Evaluating the impact of Clinical Trials On-line on clinical trial awareness and accrual

Clinical trials are essential for understanding the effects of different cancer treatment approaches and the value of their interaction. A prerequisite for completion of a clinical trial is the accrual of an adequate number of patients. Although surveys of the general public have shown widespread support for the concept of clinical trials, it is widely reported that only 1-3% of the 1.2 million patients diagnosed with cancer in the United States each year are enrolled.
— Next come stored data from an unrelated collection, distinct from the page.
//! Model Parameters
//!
//! Every model constant lives in one owned `Params` value held by the
//! simulation as a resource. External layers tune it through
//! [`Params::adjust`]; nothing in the engine reads process-wide state.
//!
//! A parameters file is optional: missing keys fall back to the model
//! defaults, so a file only needs to list the values it overrides.

use bevy_ecs::prelude::*;
use serde::{Deserialize, Serialize};
use std::fs;
use std::path::Path;

use crate::error::SimError;

/// Default parameters file path.
pub const DEFAULT_PARAMS_PATH: &str = "params.toml";

/// All model constants, clamps and learning rates.
#[derive(Resource, Debug, Clone, PartialEq, Serialize, Deserialize)]
#[serde(default)]
pub struct Params {
    // Influence and status curves
    /// Maximum influence (logistic saturation).
    pub i_max: f64,
    /// Growth rate of the influence curve.
    pub k1: f64,
    /// Wealth at which influence reaches half of `i_max`.
    pub w0: f64,
    /// Proportionality constant for agent status.
    pub k2: f64,
    /// Exponent controlling status non-linearity.
    pub status_exponent: f64,

    // Responsibility and self-esteem
    /// Base responsibility.
    pub r0: f64,
    /// Growth rate for responsibility.
    pub k3: f64,
    /// Curve width for self-esteem around the optimum.
    pub k4: f64,
    /// Optimal responsibility level.
    pub r_opt: f64,
    /// Maximum self-esteem.
    pub s_max: f64,

    // Willpower and ambition
    /// Maximum willpower (logistic saturation).
    pub v_max: f64,
    /// Growth rate of the willpower curve.
    pub k5: f64,
    /// Self-esteem at which willpower reaches half of `v_max`.
    pub s0: f64,
    /// Proportionality constant for ambition.
    pub k6: f64,

    // Competence, inspiration and action level
    /// Self-driven competence learning rate.
    pub k7: f64,
    /// Maximum competence.
    pub c_max: f64,
    /// Sensitivity to inspiration.
    pub phi: f64,
    /// Proportionality constant for action level.
    pub psi: f64,
    /// Reference competence of the historical best performers.
    pub c_best_initial: f64,

    // Taxation and redistribution
    /// Maximum tax rate under the adaptive formula.
    pub tau_max: f64,
    /// Weight of normalized wealth in the adaptive tax rate.
    pub omega_wealth: f64,
    /// Weight of normalized status in the adaptive tax rate.
    pub omega_status: f64,
    /// Weight of the economic-stability factor in the adaptive tax rate.
    pub omega_economy: f64,
    /// Redistribution sensitivity exponent for below-average shares.
    pub theta: f64,
    /// Exogenous economic-stability scalar.
    pub economic_stability: f64,
    /// Rate for the flat and UBI policies.
    pub flat_tax_rate: f64,
    /// Lower bound of the progressive tax-rate band.
    pub progressive_rate_min: f64,
    /// Upper bound of the progressive tax-rate band.
    pub progressive_rate_max: f64,
    /// Fraction of the progressive pool paid out as an equal base share;
    /// the remainder is split by inverse wealth.
    pub progressive_base_share: f64,

    // Population and income
    /// Number of agents spawned on initialization.
    pub num_agents: usize,
    /// Constant per-tick income credited to every agent.
    pub income_delta: f64,
    /// Minimum initial endowment.
    pub initial_wealth_min: f64,
    /// Maximum initial endowment.
    pub initial_wealth_max: f64,
    /// Holdings are clamped to [0, ceiling] after every wealth movement.
    pub wealth_ceiling: f64,

    // Social network
    /// Independent edge probability of the Erdos-Renyi graph.
    pub edge_probability: f64,

    // Relative standing (DFIA)
    /// Fixed theoretical capacity divided evenly across agents as baseline.
    pub zone_capacity: f64,

    // Adaptive reward engine
    /// Gradient step size for the reward weights.
    pub eta: f64,
    /// Exponential smoothing factor for performance.
    pub lambda: f64,

    // Competence diffusion learning-rate band
    /// Initial social learning rate.
    pub kappa_initial: f64,
    /// Lower bound of the social learning rate.
    pub kappa_min: f64,
    /// Upper bound of the social learning rate.
    pub kappa_max: f64,
}

impl Default for Params {
    fn default() -> Self {
        Self {
            i_max: 100.0,
            k1: 0.1,
            w0: 50.0,
            k2: 1.0,
            status_exponent: 1.2,
            r0: 1.0,
            k3: 0.0001,
            k4: 0.0001,
            r_opt: 30.0,
            s_max: 100.0,
            v_max: 100.0,
            k5: 0.1,
            s0: 50.0,
            k6: 0.001,
            k7: 0.01,
            c_max: 100.0,
            phi: 0.5,
            psi: 0.01,
            c_best_initial: 80.0,
            tau_max: 0.4,
            omega_wealth: 0.5,
            omega_status: 0.3,
            omega_economy: 0.2,
            theta: 2.0,
            economic_stability: 0.2,
            flat_tax_rate: 0.2,
            progressive_rate_min: 0.1,
            progressive_rate_max: 0.4,
            progressive_base_share: 0.5,
            num_agents: 100,
            income_delta: 5.0,
            initial_wealth_min: 20.0,
            initial_wealth_max: 80.0,
            wealth_ceiling: 1_000_000.0,
            edge_probability: 0.05,
            zone_capacity: 100.0,
            eta: 0.05,
            lambda: 0.9,
            kappa_initial: 0.1,
            kappa_min: 0.01,
            kappa_max: 0.2,
        }
    }
}

impl Params {
    /// Load parameters from a TOML file; keys absent from the file keep
    /// their default values.
    pub fn load(path: impl AsRef<Path>) -> Result<Self, SimError> {
        let text = fs::read_to_string(path)?;
        Ok(toml::from_str(&text)?)
    }

    /// Tune a single named parameter. Unknown names are rejected so callers
    /// can report them without mutating anything.
    ///
    /// Structural parameters (`num_agents`, `edge_probability`,
    /// `initial_wealth_*`) are tunable too but only take effect on the next
    /// reinitialization, since population and graph are fixed per run.
    pub fn adjust(&mut self, name: &str, value: f64) -> Result<(), SimError> {
        match name {
            "income_delta" => self.income_delta = value,
            "flat_tax_rate" => self.flat_tax_rate = value,
            "tau_max" => self.tau_max = value,
            "economic_stability" => self.economic_stability = value,
            "theta" => self.theta = value,
            "progressive_rate_min" => self.progressive_rate_min = value,
            "progressive_rate_max" => self.progressive_rate_max = value,
            "progressive_base_share" => self.progressive_base_share = value,
            "eta" => self.eta = value,
            "lambda" => self.lambda = value,
            "k7" => self.k7 = value,
            "phi" => self.phi = value,
            "psi" => self.psi = value,
            "zone_capacity" => self.zone_capacity = value,
            "wealth_ceiling" => self.wealth_ceiling = value,
            "edge_probability" => self.edge_probability = value,
            "initial_wealth_min" => self.initial_wealth_min = value,
            "initial_wealth_max" => self.initial_wealth_max = value,
            "num_agents" => self.num_agents = value.max(0.0) as usize,
            _ => return Err(SimError::UnknownParameter(name.to_string())),
        }
        Ok(())
    }
}

#[cfg(test)]
mod tests {
    use super::*;

    #[test]
    fn test_defaults_match_model_constants() {
        let params = Params::default();
        assert_eq!(params.i_max, 100.0);
        assert_eq!(params.w0, 50.0);
        assert_eq!(params.tau_max, 0.4);
        assert_eq!(params.c_max, 100.0);
        assert_eq!(params.num_agents, 100);
        assert_eq!(params.kappa_min, 0.01);
        assert_eq!(params.kappa_max, 0.2);
    }

    #[test]
    fn test_adjust_known_parameter() {
        let mut params = Params::default();
        params.adjust("flat_tax_rate", 0.35).unwrap();
        assert_eq!(params.flat_tax_rate, 0.35);
    }

    #[test]
    fn test_adjust_unknown_parameter_is_rejected() {
        let mut params = Params::default();
        let before = params.clone();
        let err = params.adjust("gravity", 9.81).unwrap_err();
        assert!(matches!(err, SimError::UnknownParameter(_)));
        assert_eq!(params, before);
    }

    #[test]
    fn test_partial_toml_keeps_defaults() {
        let params: Params = toml::from_str("flat_tax_rate = 0.1\nnum_agents = 7\n").unwrap();
        assert_eq!(params.flat_tax_rate, 0.1);
        assert_eq!(params.num_agents, 7);
        assert_eq!(params.i_max, 100.0);
    }
}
Explaining clinical trials to patients and their families, remembering active trials to a particular malignancy, and paper based distribution of clinical trial information have been identified among several major obstacles to enrolment. Improved information distribution methods, heightened public awareness, and the dissemination of clinical trial synopses have been suggested as strategies to help overcome them. Based on an analysis of the barriers to clinical trial enrolment and the emergence of the Internet as part of a new paradigm in healthcare information delivery, City of Hope National Medical Center was motivated to develop a Web enabled database of oncology clinical trials information called Clinical Trials On-Line (CTOL). The article describes CTOL and the methods employed to assess its impact. A summary of the different types of interactions, inquiries, and outcomes generated by CTOL during its first 30 weeks of operation are presented. The quantitative and qualitative data suggest that CTOL is capable of making a positive contribution toward increased clinical trial awareness and accrual.